A long-running religious column, known as "Right From The Heart", was featured in the Advocate from the late-1930s and 1940s. The column was revived in the Centralia newspaper, The Daily Chronicle, in June 1974. Providing commentary on the importance of churches, the one-time occasion was in honor of the 75th anniversary of the Chehalis First Christian Church.

In response to a Life Magazine report in the March 6, 1939 issue about fascism in the United States that included a two-page section about such activity in Chehalis, Advocate editor Chapin Foster wrote a letter to the editor to remark that the publications statements were "untrue and grossly unfair". Foster wrote that the city contained numerous organizations and different types of people that proved Chehalis was a "wholesome backbone city". He responded further, mentioning core educational and religious values in the community, and considered the history of Chehalis to be an "open book" that reflected the "best in American life".

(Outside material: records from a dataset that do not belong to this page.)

//! Blocking classification.
//!
//! `blockedReasons` is authoritative for `isBlocked`; the per-direction status
//! is derived from the blocked flags of the attached network events.

use serde::Serialize;

use crate::engine::events::NetworkEvent;
use crate::engine::store::CookieRecord;

/// Outcome across all events of one direction.
#[derive(Debug, Clone, Copy, PartialEq, Eq, Hash, Serialize)]
#[serde(rename_all = "SCREAMING_SNAKE_CASE")]
pub enum BlockStatus {
    NotBlocked,
    BlockedInSomeEvents,
    BlockedInAllEvents,
}

#[derive(Debug, Clone, Copy, PartialEq, Eq, Serialize)]
#[serde(rename_all = "camelCase")]
pub struct BlockingStatus {
    /// From request (cookie sent) events.
    pub inbound_block: BlockStatus,
    /// From response (cookie set) events.
    pub outbound_block: BlockStatus,
}

/// Evidence that disagrees with `blockedReasons`.
#[derive(Debug, Clone, Copy, PartialEq, Eq)]
pub enum Contradiction {
    /// Reasons recorded but no event was blocked.
    ReasonsWithoutBlockedEvents,
    /// Some event was blocked but no reason was recorded.
    BlockedEventsWithoutReasons,
}

#[derive(Debug, Clone, Copy, PartialEq, Eq)]
pub struct Classification {
    pub status: BlockingStatus,
    pub is_blocked: bool,
    /// Blocked and not allow-listed by an exemption.
    pub counts_as_blocked: bool,
    pub contradiction: Option<Contradiction>,
}

/// Three-way rule for one direction. No events is `NotBlocked`.
pub fn direction_status(events: &[NetworkEvent]) -> BlockStatus {
    let blocked = events.iter().filter(|e| e.blocked()).count();
    if blocked == 0 {
        BlockStatus::NotBlocked
    } else if blocked == events.len() {
        BlockStatus::BlockedInAllEvents
    } else {
        BlockStatus::BlockedInSomeEvents
    }
}

pub fn classify(record: &CookieRecord) -> Classification {
    let status = BlockingStatus {
        inbound_block: direction_status(&record.request_events),
        outbound_block: direction_status(&record.response_events),
    };
    let is_blocked = !record.blocked_reasons.is_empty();
    let any_blocked_event = record
        .request_events
        .iter()
        .chain(record.response_events.iter())
        .any(NetworkEvent::blocked);
    let has_events = !record.request_events.is_empty() || !record.response_events.is_empty();

    // A cookie only seen in a jar snapshot has no wire evidence to contradict.
    let contradiction = match (is_blocked, any_blocked_event) {
        (true, false) if has_events => Some(Contradiction::ReasonsWithoutBlockedEvents),
        (false, true) => Some(Contradiction::BlockedEventsWithoutReasons),
        _ => None,
    };

    Classification {
        status,
        is_blocked,
        counts_as_blocked: is_blocked && record.exemption.is_none(),
        contradiction,
    }
}

#[cfg(test)]
mod tests {
    use super::*;
    use crate::engine::events::{BlockedReason, ExemptionReason, RequestEvent, ResponseEvent};
    use crate::engine::store::{CookieIdentity, CookieStore, PartialCookie};

    fn request(blocked: bool) -> NetworkEvent {
        NetworkEvent::Request(RequestEvent {
            request_id: "1".into(),
            url: "https://a.test/".into(),
            blocked,
            time_stamp: 0.0,
            seq: 0,
        })
    }

    fn response(blocked: bool) -> NetworkEvent {
        NetworkEvent::Response(ResponseEvent {
            request_id: "1".into(),
            url: "https://a.test/".into(),
            blocked,
            time_stamp: 0.0,
            seq: 0,
        })
    }

    fn record_with(partials: Vec<PartialCookie>) -> CookieRecord {
        let mut store = CookieStore::new();
        let id = CookieIdentity::new("c", "a.test", "/");
        for partial in partials {
            store.upsert(id.clone(), partial);
        }
        store.into_records().remove(0)
    }

    #[test]
    fn test_direction_status() {
        assert_eq!(direction_status(&[]), BlockStatus::NotBlocked);
        assert_eq!(direction_status(&[request(false)]), BlockStatus::NotBlocked);
        assert_eq!(
            direction_status(&[request(true), request(false)]),
            BlockStatus::BlockedInSomeEvents
        );
        assert_eq!(
            direction_status(&[request(true), request(true)]),
            BlockStatus::BlockedInAllEvents
        );
    }

    #[test]
    fn test_status_serialization() {
        let status = BlockingStatus {
            inbound_block: BlockStatus::NotBlocked,
            outbound_block: BlockStatus::BlockedInAllEvents,
        };
        assert_eq!(
            serde_json::to_value(status).unwrap(),
            serde_json::json!({
                "inboundBlock": "NOT_BLOCKED",
                "outboundBlock": "BLOCKED_IN_ALL_EVENTS"
            })
        );
    }

    #[test]
    fn test_exemption_keeps_is_blocked() {
        let record = record_with(vec![PartialCookie {
            event: Some(response(true)),
            blocked_reasons: vec![BlockedReason::ThirdPartyPhaseout],
            exemption: Some(ExemptionReason::TPCDMetadata),
            ..PartialCookie::default()
        }]);

        let c = classify(&record);
        assert!(c.is_blocked);
        assert!(!c.counts_as_blocked);
        assert_eq!(c.contradiction, None);
        assert_eq!(c.status.outbound_block, BlockStatus::BlockedInAllEvents);
        assert_eq!(c.status.inbound_block, BlockStatus::NotBlocked);
    }

    #[test]
    fn test_contradictions() {
        let reasons_only = record_with(vec![PartialCookie {
            event: Some(request(false)),
            blocked_reasons: vec![BlockedReason::DomainMismatch],
            ..PartialCookie::default()
        }]);
        assert_eq!(
            classify(&reasons_only).contradiction,
            Some(Contradiction::ReasonsWithoutBlockedEvents)
        );

        let events_only = record_with(vec![PartialCookie {
            event: Some(request(true)),
            ..PartialCookie::default()
        }]);
        let c = classify(&events_only);
        assert!(!c.is_blocked);
        assert_eq!(c.contradiction, Some(Contradiction::BlockedEventsWithoutReasons));
    }
}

Hayden printed the publication as a daily for a brief time between August 1948 and April 1949. The Advocate switched back to a weekly publication under W.R. Ingraham, who took ownership of the company in 1949.

In the April 12, 1962 issue, the Chehalis Advocate announced that the publishing company was ceasing operations of the newspaper. The notice was ended with "-30-", a traditional journalistic marker for the end of a story during the editing or typesetting stages of publishing. The owner, Ingraham, stated that revenues had "failed to keep up with rising costs" associated with the publishing of a newspaper and a continuance of the Advocate was "inadvisable". The Advocate Printing Company, responsible for the printing of the newspaper, was to remain in business, focusing on commercial printing and office supplies.

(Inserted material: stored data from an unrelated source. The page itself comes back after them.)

//! Error types for the analyzer library.

use std::path::PathBuf;

use thiserror::Error;

/// Failures that stop a run or a single page before analysis begins.
///
/// Per-event and per-cookie problems never surface here; they are dropped or
/// defaulted inside the engine and counted in page diagnostics.
#[derive(Error, Debug)]
pub enum AnalyzerError {
    #[error("knowledge base: {0}")]
    KnowledgeBase(String),

    #[error("invalid configuration: {0}")]
    InvalidConfig(String),

    #[error("invalid page url '{url}': {reason}")]
    InvalidPageUrl { url: String, reason: String },

    #[error("capture {path}: {reason}")]
    Capture { path: PathBuf, reason: String },

    #[error(transparent)]
    Json(#[from] serde_json::Error),
}

impl AnalyzerError {
    /// Stable code recorded in `erroredOutUrls`.
    pub fn code(&self) -> &'static str {
        match self {
            AnalyzerError::KnowledgeBase(_) => "KNOWLEDGE_BASE_ERROR",
            AnalyzerError::InvalidConfig(_) => "INVALID_CONFIG",
            AnalyzerError::InvalidPageUrl { .. } => "INVALID_PAGE_URL",
            AnalyzerError::Capture { .. } => "CAPTURE_ERROR",
            AnalyzerError::Json(_) => "JSON_ERROR",
        }
    }
}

The cessation of the Chehalis Advocate ended a continuous 79-year run of Chehalis newspapers since the first issue of the Lewis County Nugget in 1883. The city has remained without a city-produced newspaper. Local news reports for the residents of Chehalis are provided by The Chronicle, a weekly newspaper published in Centralia.

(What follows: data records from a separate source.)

//! CLI tests for psat-analyzer.
//!
//! These run the built binary against captures written to a temp dir.

use std::path::Path;
use std::process::{Command, Output};

use serde_json::{json, Value};

fn psat(home: &Path, args: &[&str]) -> Output {
    Command::new(env!("CARGO_BIN_EXE_psat-analyzer"))
        .args(args)
        .env("HOME", home)
        .env_remove("RUST_LOG")
        .output()
        .expect("Failed to execute psat-analyzer")
}

fn write_capture(dir: &Path, name: &str, capture: &Value) -> String {
    let path = dir.join(name);
    std::fs::write(&path, serde_json::to_string(capture).unwrap()).unwrap();
    path.display().to_string()
}

fn doubleclick_capture() -> Value {
    json!({
        "pageUrl": "https://www.example.com/",
        "frames": [{"frameId": "MAIN", "url": "https://www.example.com/"}],
        "events": [
            {"type": "requestWillBeSent", "requestId": "1", "frameId": "MAIN",
             "url": "https://ad.doubleclick.net/pixel"},
            {"type": "responseReceivedExtraInfo", "requestId": "1",
             "cookies": [{
                "cookie": {"name": "test_cookie", "value": "CheckForPermission",
                           "domain": ".doubleclick.net", "path": "/"},
                "blockedReasons": ["ThirdPartyPhaseout"]
             }]}
        ]
    })
}

/// Test that the binary can show help
#[test]
fn test_help_command() {
    let home = tempfile::tempdir().unwrap();
    let output = psat(home.path(), &["--help"]);

    let stdout = String::from_utf8_lossy(&output.stdout);
    assert!(output.status.success());
    for subcommand in ["page", "sitemap", "lookup"] {
        assert!(stdout.contains(subcommand), "help should list '{}'", subcommand);
    }
}

/// Test that version command works
#[test]
fn test_version_command() {
    let home = tempfile::tempdir().unwrap();
    let output = psat(home.path(), &["--version"]);

    let stdout = String::from_utf8_lossy(&output.stdout);
    assert!(stdout.contains(env!("CARGO_PKG_VERSION")));
}

#[test]
fn test_lookup_json() {
    let home = tempfile::tempdir().unwrap();
    let output = psat(home.path(), &["lookup", "test_cookie", ".doubleclick.net", "--json"]);
    assert!(output.status.success());

    let annotation: Value = serde_json::from_slice(&output.stdout).unwrap();
    assert_eq!(annotation["platform"], "DoubleClick/Google Marketing");
    assert_eq!(annotation["category"], "Marketing");
}

#[test]
fn test_page_writes_report() {
    let dir = tempfile::tempdir().unwrap();
    let capture = write_capture(dir.path(), "page.json", &doubleclick_capture());
    let out = dir.path().join("report.json");

    let output = psat(
        dir.path(),
        &["page", &capture, "-o", out.to_str().unwrap(), "--json"],
    );
    assert!(output.status.success(), "stderr: {}", String::from_utf8_lossy(&output.stderr));

    let report: Value = serde_json::from_str(&std::fs::read_to_string(&out).unwrap()).unwrap();
    assert_eq!(report["type"], "url");
    assert_eq!(report["json"][0]["pageUrl"], "https://www.example.com/");
    let cookie = &report["json"][0]["cookieData"]["https://www.example.com"]["frameCookies"]
        ["test_cookie:.doubleclick.net:/"];
    assert_eq!(cookie["isBlocked"], true);

    let line: Value = serde_json::from_slice(&output.stdout).unwrap();
    assert_eq!(line["summary"]["totalCookies"], 1);
    assert_eq!(line["summary"]["blockedCookies"], 1);
}

#[test]
fn test_sitemap_keeps_going_after_bad_capture() {
    let dir = tempfile::tempdir().unwrap();
    let good = write_capture(dir.path(), "a.json", &doubleclick_capture());
    let missing = dir.path().join("missing.json").display().to_string();
    let out = dir.path().join("sitemap.json");

    let output = psat(
        dir.path(),
        &[
            "sitemap", &good, &missing,
            "--site", "https://www.example.com",
            "-c", "2",
            "-o", out.to_str().unwrap(),
        ],
    );
    assert!(output.status.success(), "stderr: {}", String::from_utf8_lossy(&output.stderr));

    let report: Value = serde_json::from_str(&std::fs::read_to_string(&out).unwrap()).unwrap();
    assert_eq!(report["type"], "sitemap");
    assert_eq!(report["selectedSite"], "https://www.example.com");
    assert_eq!(report["json"].as_array().unwrap().len(), 2);
    assert_eq!(report["json"][1]["note"]["status"], "error");
    assert_eq!(report["erroredOutUrls"][0]["errorCode"], "CAPTURE_ERROR");
}

#[test]
fn test_sitemap_dir_input() {
    let dir = tempfile::tempdir().unwrap();
    let captures = dir.path().join("captures");
    std::fs::create_dir(&captures).unwrap();
    write_capture(&captures, "1.json", &doubleclick_capture());
    write_capture(&captures, "2.json", &json!({"pageUrl": "https://www.example.com/about"}));
    std::fs::write(captures.join("notes.txt"), "ignored").unwrap();
    let out = dir.path().join("sitemap.json");

    let output = psat(
        dir.path(),
        &["sitemap", "--dir", captures.to_str().unwrap(), "-o", out.to_str().unwrap(), "--progressive"],
    );
    assert!(output.status.success(), "stderr: {}", String::from_utf8_lossy(&output.stderr));

    let report: Value = serde_json::from_str(&std::fs::read_to_string(&out).unwrap()).unwrap();
    let urls: Vec<&str> = report["json"]
        .as_array()
        .unwrap()
        .iter()
        .map(|p| p["pageUrl"].as_str().unwrap())
        .collect();
    assert_eq!(urls, vec!["https://www.example.com/", "https://www.example.com/about"]);
}

#[test]
fn test_zero_concurrency_is_fatal() {
    let dir = tempfile::tempdir().unwrap();
    let capture = write_capture(dir.path(), "a.json", &doubleclick_capture());
    let out = dir.path().join("never.json");

    let output = psat(dir.path(), &["sitemap", &capture, "-c", "0", "-o", out.to_str().unwrap()]);
    assert!(!output.status.success());
    assert!(String::from_utf8_lossy(&output.stderr).contains("Error"));
    assert!(!out.exists(), "no report may be written on a fatal error");
}

#[test]
fn test_bad_knowledge_base_is_fatal() {
    let dir = tempfile::tempdir().unwrap();
    let kb = dir.path().join("kb.json");
    std::fs::write(&kb, "{not json").unwrap();

    let output = psat(
        dir.path(),
        &["--knowledge-base", kb.to_str().unwrap(), "lookup", "_ga", "example.com"],
    );
    assert!(!output.status.success());
    assert!(String::from_utf8_lossy(&output.stderr).contains("knowledge base"));
}

#[test]
fn test_custom_knowledge_base() {
    let dir = tempfile::tempdir().unwrap();
    let kb = dir.path().join("kb.json");
    std::fs::write(
        &kb,
        r#"{"version": "custom", "cookies": [{"name": "acme_*", "platform": "Acme", "category": "Analytics"}]}"#,
    )
    .unwrap();

    let output = psat(
        dir.path(),
        &["--knowledge-base", kb.to_str().unwrap(), "lookup", "acme_visitor", "shop.test", "--json"],
    );
    assert!(output.status.success());
    let annotation: Value = serde_json::from_slice(&output.stdout).unwrap();
    assert_eq!(annotation["platform"], "Acme");
    assert_eq!(annotation["wildcard"], "1");
}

==Recognition and criticism==
Over editorial disagreement over the Philippines and successes during the Spanish-American War, the Seattle Post-Intelligencer referred to the People's Advocate in May 1899 as a "dyspeptic contemporary", gloomy yet "fierce" in their written opinions. Two months later, the Post-Intelligencer gave the Advocate the nickname, "Calamity Howler from Howlville".

In May 1909 at a city council meeting, Giblin made a motion that was approved to declare the Advocate the "official newspaper" of Chehalis.

The Chehalis Bee-Nugget acknowledged under the Giblin and Drummond ownership that the competing newspaper was an "obliging and an agreeable competitor" and in 1925, considered the Lewis County Advocate a "lusty younger brother". Two years later, the Bee-Nugget considered the Advocate to be "one of the outstanding" newspapers in Washington, and was an integral part of "making our common community a better place to live".

In 1928, both the Bee-Nugget and the Lewis County Advocate strongly condemned the actions of the Seattle Chamber of Commerce for sending out a press release taking credit for the record-breaking World's Largest Strawberry Shortcake held at Alexander Park in Chehalis. The chamber's press release had been sent via news wire. The Advocate's reporting was noted to be "intensely bitter", writing that the chamber could stop "this petty thievery" of other community's efforts and suggested the shortcake incident a good example of "why the rest of Washington fears and hates" the city of Seattle. The chamber of commerce later sent a letter of regret to the mayor of Chehalis for the incident.

The Chehalis Times wrote in 1981 that the Chehalis Advocate was the "sole newspaper voice" for Chehalis during its run.